Un pékin au Japon (6)

Dimanche ! Depuis le balcon, on entend le raffut de la ville posée sur le rivage. Ce n’est pas aujourd’hui que je verrai l’océan dont j’attends beaucoup… à cause de l’adjectif… le verrai-je un jour ? J’aimerais voir avancer les eaux qui subirent cet oxymore : la guerre du Pacifique.

Le programme n’a rien de commun avec mon désir enfantin (« C’est quand qu’on va à la mer ? »). Kyoto, trésor fastueux, est à une heure de train ; des images se bousculent mais je suis vite distrait par quantité de femmes en yukata (costume traditionnel) : tissu très serré sous la poitrine, longue « robe » rose et lavande aux motifs résolument doux ou carrément kitsch… fleurs rouges ! Sur le masque amidonné aux yeux charbon,  comme peints à l’instant, les cheveux montent en se tordant par des détours fabuleusement inventifs, le front pur est un mystère de plus, et tandis que nous roulons je constate avec stupéfaction qu’elles portent des tongues plus étroites que la plante du pied, lui-même recouvert de bas blancs, si bien que le gros orteil qui retient la semelle, passe avec une science patiente sous la lanière forte et je me demanderai tout le jour en croisant ces femmes comment on peut marcher avec cette petite chose funambulesque ! La cheville doit peser sans souplesse à chaque pas. Ma fille m’avait prévenu : « Observe bien, ils traînent tous des pieds ! » Mon tympan l’avait perçu avant que je le reconnaisse ; désormais je sais pourquoi : ces curieuses chaussures portées sans doute autrefois par tous les Japonais (avec chaussettes) obligent le raclement à leurs oreilles très élégant, aux nôtres désobligeant.

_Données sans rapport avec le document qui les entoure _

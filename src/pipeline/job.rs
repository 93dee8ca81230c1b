//! 下载任务：一条任务对应一个目标文件。
//!
//! 两种变体：直接 HTTP 抓取写盘；无头浏览器渲染后截取指定元素。
//! 具体传输由 `Transfer` 实现，任务本身只携带不可变的描述信息。

use std::fs;
use std::io;
use std::path::{Path, PathBuf};
use std::sync::Arc;

use thiserror::Error;

use crate::network_parser::{FetchError, HttpFetcher};
use crate::render::{self, CaptureOptions, RenderError, RendererLauncher};

#[derive(Debug, Error)]
pub enum JobError {
    #[error("job has no source url")]
    EmptySource,
    #[error(transparent)]
    Fetch(#[from] FetchError),
    #[error(transparent)]
    Render(#[from] RenderError),
    #[error("write {path} failed: {source}")]
    Io {
        path: PathBuf,
        #[source]
        source: io::Error,
    },
}

#[derive(Debug, Clone, PartialEq, Eq)]
pub enum JobKind {
    SimpleFetch,
    RenderedCapture { element_id: String },
}

#[derive(Debug, Clone, PartialEq, Eq)]
pub struct Job {
    source: String,
    destination: PathBuf,
    kind: JobKind,
}

impl Job {
    pub fn fetch(destination: PathBuf, source: String) -> Self {
        Self {
            source,
            destination,
            kind: JobKind::SimpleFetch,
        }
    }

    pub fn capture(destination: PathBuf, source: String, element_id: impl Into<String>) -> Self {
        Self {
            source,
            destination,
            kind: JobKind::RenderedCapture {
                element_id: element_id.into(),
            },
        }
    }

    pub fn source(&self) -> &str {
        &self.source
    }

    pub fn destination(&self) -> &Path {
        &self.destination
    }

    pub fn kind(&self) -> &JobKind {
        &self.kind
    }

    /// `章节目录 -> 文件名`，用于日志。
    pub fn label(&self) -> String {
        let title = self
            .destination
            .parent()
            .and_then(Path::file_name)
            .map(|s| s.to_string_lossy().into_owned())
            .unwrap_or_default();
        let name = self
            .destination
            .file_name()
            .map(|s| s.to_string_lossy().into_owned())
            .unwrap_or_default();
        format!("{title} -> {name}")
    }

    pub fn execute(&self, transfer: &dyn Transfer) -> Result<(), JobError> {
        if self.source.trim().is_empty() {
            return Err(JobError::EmptySource);
        }
        match &self.kind {
            JobKind::SimpleFetch => transfer.fetch(&self.source, &self.destination),
            JobKind::RenderedCapture { element_id } => {
                transfer.capture(&self.source, &self.destination, element_id)
            }
        }
    }
}

/// 任务的实际执行方式；消费者线程共享同一个实例。
pub trait Transfer: Send + Sync {
    fn fetch(&self, source: &str, destination: &Path) -> Result<(), JobError>;

    fn capture(&self, source: &str, destination: &Path, element_id: &str)
    -> Result<(), JobError>;
}

pub struct NetworkTransfer {
    fetcher: HttpFetcher,
    launcher: Arc<dyn RendererLauncher>,
    capture: CaptureOptions,
}

impl NetworkTransfer {
    pub fn new(
        fetcher: HttpFetcher,
        launcher: Arc<dyn RendererLauncher>,
        capture: CaptureOptions,
    ) -> Self {
        Self {
            fetcher,
            launcher,
            capture,
        }
    }
}

impl Transfer for NetworkTransfer {
    fn fetch(&self, source: &str, destination: &Path) -> Result<(), JobError> {
        // 抓取失败时不写任何文件
        let bytes = self.fetcher.fetch_raw(source)?;
        fs::write(destination, bytes).map_err(|source| JobError::Io {
            path: destination.to_path_buf(),
            source,
        })
    }

    fn capture(
        &self,
        source: &str,
        destination: &Path,
        element_id: &str,
    ) -> Result<(), JobError> {
        render::capture_element(
            self.launcher.as_ref(),
            &self.capture,
            source,
            element_id,
            destination,
        )?;
        Ok(())
    }
}
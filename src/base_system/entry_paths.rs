use std::fs;
use std::io;
use std::path::{Path, PathBuf};

use crate::base_system::context::safe_fs_name;

pub fn entry_folder_name(entry_name: &str) -> String {
    safe_fs_name(entry_name, "_", 120)
}

/// 确保章节目录存在（幂等；并发创建同一目录时不报错）。
pub fn ensure_entry_dir(root: &Path, entry_name: &str) -> io::Result<PathBuf> {
    let dir = root.join(entry_folder_name(entry_name));
    if !dir.is_dir() {
        fs::create_dir_all(&dir)?;
    }
    Ok(dir)
}

/// 页序号补零到 4 位，`ext` 需包含 `.`。
pub fn page_file_name(index: usize, ext: &str) -> String {
    format!("{:04}{}", index, ext)
}

#[cfg(test)]
mod tests {
    use super::*;

    #[test]
    fn page_file_name_is_zero_padded() {
        assert_eq!(page_file_name(0, ".jpg"), "0000.jpg");
        assert_eq!(page_file_name(81, ".png"), "0081.png");
        assert_eq!(page_file_name(12345, ".png"), "12345.png");
    }

    #[test]
    fn ensure_entry_dir_is_idempotent() {
        let root = tempfile::tempdir().unwrap();
        let first = ensure_entry_dir(root.path(), "第1话: 开端").unwrap();
        let second = ensure_entry_dir(root.path(), "第1话: 开端").unwrap();
        assert_eq!(first, second);
        assert!(first.is_dir());
        assert_eq!(first.file_name().unwrap(), "第1话： 开端");
    }
}
//! 抓取-下载流水线。
//!
//! 子模块：
//! - `work_queue`   — 有界阻塞队列（背压 + drain 屏障 + 停止信号）
//! - `job`          — 下载任务及其两种执行方式
//! - `producer`     — 解析线程：章节 -> 页 -> 下载任务
//! - `consumer`     — 下载线程：执行任务
//! - `coordinator`  — 建队列、起线程池、分阶段排空与停机

pub mod consumer;
pub mod coordinator;
pub mod job;
pub mod producer;
pub mod work_queue;

pub use coordinator::Coordinator;
pub use job::NetworkTransfer;
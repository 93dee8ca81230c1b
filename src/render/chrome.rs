//! 基于 chromiumoxide 的无头 Chrome 渲染器。
//!
//! 每个会话自带一个单线程 tokio 运行时，对外仍是阻塞接口，
//! 消费者线程无需感知异步。

use std::path::PathBuf;
use std::time::Duration;

use chromiumoxide::Page;
use chromiumoxide::browser::{Browser, BrowserConfig};
use chromiumoxide::page::ScreenshotParams;
use futures::StreamExt;
use tokio::runtime::Runtime;
use tokio::task::JoinHandle;
use tracing::debug;

use super::{ElementBox, PageRenderer, RenderError, RendererLauncher};

const ELEMENT_POLL: Duration = Duration::from_millis(500);

#[derive(Debug, Clone, Default)]
pub struct ChromeLauncher {
    executable: Option<PathBuf>,
}

impl ChromeLauncher {
    pub fn new(executable: Option<PathBuf>) -> Self {
        Self { executable }
    }

    fn browser_config(&self) -> Result<BrowserConfig, RenderError> {
        let mut builder = BrowserConfig::builder().no_sandbox();
        if let Some(path) = &self.executable {
            builder = builder.chrome_executable(path);
        }
        builder.build().map_err(RenderError::Launch)
    }
}

impl RendererLauncher for ChromeLauncher {
    fn launch(&self) -> Result<Box<dyn PageRenderer>, RenderError> {
        let config = self.browser_config()?;
        let runtime = tokio::runtime::Builder::new_current_thread()
            .enable_all()
            .build()
            .map_err(|e| RenderError::Launch(e.to_string()))?;

        let (browser, mut handler) = runtime
            .block_on(Browser::launch(config))
            .map_err(|e| RenderError::Launch(e.to_string()))?;

        // CDP 事件循环；只在 block_on 期间被驱动
        let handler = runtime.spawn(async move {
            while let Some(event) = handler.next().await {
                if event.is_err() {
                    break;
                }
            }
        });

        Ok(Box::new(ChromeRenderer {
            runtime,
            browser,
            handler: Some(handler),
            page: None,
        }))
    }
}

pub struct ChromeRenderer {
    runtime: Runtime,
    browser: Browser,
    handler: Option<JoinHandle<()>>,
    page: Option<Page>,
}

impl ChromeRenderer {
    fn page(&self) -> Result<&Page, RenderError> {
        self.page
            .as_ref()
            .ok_or_else(|| RenderError::Capture("no page opened".to_string()))
    }
}

impl PageRenderer for ChromeRenderer {
    fn navigate(&mut self, url: &str) -> Result<(), RenderError> {
        let navigate_err = |e: chromiumoxide::error::CdpError| RenderError::Navigate {
            url: url.to_string(),
            reason: e.to_string(),
        };

        if let Some(page) = &self.page {
            self.runtime
                .block_on(page.goto(url))
                .map_err(navigate_err)?;
        } else {
            let page = self
                .runtime
                .block_on(self.browser.new_page(url))
                .map_err(navigate_err)?;
            self.page = Some(page);
        }
        debug!("页面已打开: {}", url);
        Ok(())
    }

    fn wait_for_element(
        &mut self,
        element_id: &str,
        timeout: Duration,
    ) -> Result<ElementBox, RenderError> {
        let page = self.page()?;
        let selector = format!(r#"[id="{}"]"#, element_id.replace('"', "\\\""));

        let found = self.runtime.block_on(tokio::time::timeout(timeout, async {
            loop {
                // bounding_box 是视口坐标，滚回顶部后才与整页截图坐标一致
                if page.evaluate("window.scrollTo(0, 0)").await.is_ok()
                    && let Ok(element) = page.find_element(selector.as_str()).await
                    && let Ok(bbox) = element.bounding_box().await
                    && bbox.width > 0.0
                    && bbox.height > 0.0
                {
                    return ElementBox {
                        x: bbox.x,
                        y: bbox.y,
                        width: bbox.width,
                        height: bbox.height,
                    };
                }
                tokio::time::sleep(ELEMENT_POLL).await;
            }
        }));

        found.map_err(|_| RenderError::ElementTimeout {
            element_id: element_id.to_string(),
            timeout,
        })
    }

    fn full_page_screenshot(&mut self) -> Result<Vec<u8>, RenderError> {
        let page = self.page()?;
        let params = ScreenshotParams::builder().full_page(true).build();
        self.runtime
            .block_on(page.screenshot(params))
            .map_err(|e| RenderError::Capture(e.to_string()))
    }

    fn close(&mut self) -> Result<(), RenderError> {
        let Some(handler) = self.handler.take() else {
            return Ok(());
        };
        self.page.take();

        let Self {
            runtime, browser, ..
        } = self;
        let closed = runtime.block_on(async {
            browser.close().await?;
            let _ = browser.wait().await;
            Ok::<_, chromiumoxide::error::CdpError>(())
        });
        handler.abort();

        closed.map_err(|e| RenderError::Capture(format!("close browser: {e}")))
    }
}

Le métro et le train me fascinent : sorte de velours vert bouteille pour s’asseoir,  les rames limpides donnent envie d’aller loin, bruit léger des roues, air climatisé ou peu s’en faut, on respire, jamais de bousculade, si nécessaire on prend la rame suivante, elles se suivent en cadences parfaites. Des escalators partout, un conducteur en tête un contrôleur en queue et à chaque station un employé sur le quai; tous trois sont d’une stricte élégance : képi, gants blancs, cravate. C’est celui de la station qui donne le signal du départ en sifflant. Partout le même rituel. C’est propre, doux, on se croirait dans un film (!), rien de la crasse puante de Paris ni du stress de Londres, je crois qu’on chuchote, inutile en effet d’élever la voix, un modèle de transport en commun où chacun seul à soi peut s’adonner aux SMS,  à la lecture ou à la méditation. Je n’ai jamais vu personne parler dans son portable (je me dis que je suis distrait). Dans ce pays de la technologie de pointe, je m’attendais à ne voir que des agacés de l’écran minuscule, à tout le moins de liseuses postmodernes : pas du tout ! J’ai vu des dizaines de femmes et d’hommes plongés dans la lecture de vrais livres avec couverture et pages imprimées, incroyable ! Moi qui allais parader au retour (comme l’exige le cliché) avec ma vision de Japonais tournant les pages fictives de la diabolique liseuse ! Non, ce sont de vrais ouvrages décevants comme les milliers qui, tournant le dos à la vie, s’alignent sur mes rayonnages… quelle époque, à quoi ça sert d’être dans un pays moderne ! De plus, les Japonais recouvrent tous leurs livres d’une manière de papier kraft comme pour dire : « Je lis pour moi et bien malin qui pourra dire ce que je lis ; je suis dans ma fiction bulle, c’est mon secret. » J’éprouve cet enfermement dans le silence bavard du livre comme une provocation, moi dont le sport favori dans le métro parisien consiste à découvrir le titre du livre que lit le voyageur. Le titre est une accroche qui me permettrait de caractériser le lecteur. Que je suis provincial ! Et de toute façon ici je ne le comprendrais pas ! Je me dis que tout compte fait ils ont bien raison de cacher le titre et le nom de l’auteur… il m’est arrivé si souvent, après l’heureuse découverte d’un lecteur dans le métro, de constater que ce crétin lisait du Musso !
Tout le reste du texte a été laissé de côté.